Nietzsche For Complete and Total Idiots
from the same people who brought you Zen For Stupid People, a collection of proverbs, aphroisms, and thoughts for those who say "God bless you" whenever you say "Nietzsche."
* If you stare into the void long enough, you'll get a real bad headache.
* If you would give birth to a dancing star, better go for that caesarean section.
* God is dead. Get over it.
* I teach you the superman. Kryptonite you'll have to work out for yourself.
* Woman was God's second blunder. So nyah nyah nyah nyah nyah.
* What I understand by 'philosopher': a terrible explosive in the presence of which everything is in danger. Or alternatively, a small hairless duck.
* Morality is the herd-instinct in the individual. Moooo!
* The Christian resolution to find the world ugly and bad has made the world ugly and bad. Where the movie "The Good, the Bad, and the Ugly" came from, I don't know.
* The secret of reaping the greatest fruitfulness and the greatest enjoyment from life is to live dangerously! This is also the way to the greatest Nielson ratings.
* The thought of suicide is a great source of comfort, but not as great as new Garlic Flavored Mentos! Mentos: It's the Chewy Mint!
* So long as the priest, that professional negator, slanderer and poisoner of life, is regarded as a superior type of human being, there cannot be any answer to the question: what is with those funny looking robes?

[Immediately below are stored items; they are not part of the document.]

//! HTTP middleware and extractors.
//!
//! # Layer order (outermost first)
//!
//! 1. Sentry (hub per request, transactions)
//! 2. `TraceLayer`
//! 3. Request ID
//! 4. Security headers
//! 5. Session (tower-sessions with the `PostgreSQL` store)

pub mod auth;
pub mod cart;
pub mod request_id;
pub mod security_headers;
pub mod session;

pub use auth::{OptionalAuth, RequireAuth, set_current_user};
pub use cart::{ActiveCart, ExistingCart, cart_token, clear_cart_token};
pub use request_id::request_id_middleware;
pub use security_headers::security_headers_middleware;
pub use session::create_session_layer;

* Neither as an ethical code nor as a religion has Christianity any point of contact with things as they actually are. On the other hand, it's tres chic as a fashion statement.
* The Christian religion grew upon a soil of such utter falsification, where the deepest instincts of the ruling factions were opposed to nature and natural values to such an extent, that Christianity became a death struggle against reality which was only surpassed by the 1992 Mets.
* What is good? All that elevates the feeling of power, the will to power, my ability to get laid.
* What is bad? All that proceeds from weakness. For example, those "Hey, Vern!" movies.
* What is happiness? The feeling that power *increases*--that resistance is being overcome. Thus, Pepto Bismo is happiness.
* Life is an instinct of growth, for survival, for the accumulation of forces, for power. Also, an award winning game from Milton Bradley.
* Beyond Good and Evil or beyond door number 2? Let's make a deal!
* What fails to kill me leaves me alive. I mean, duh.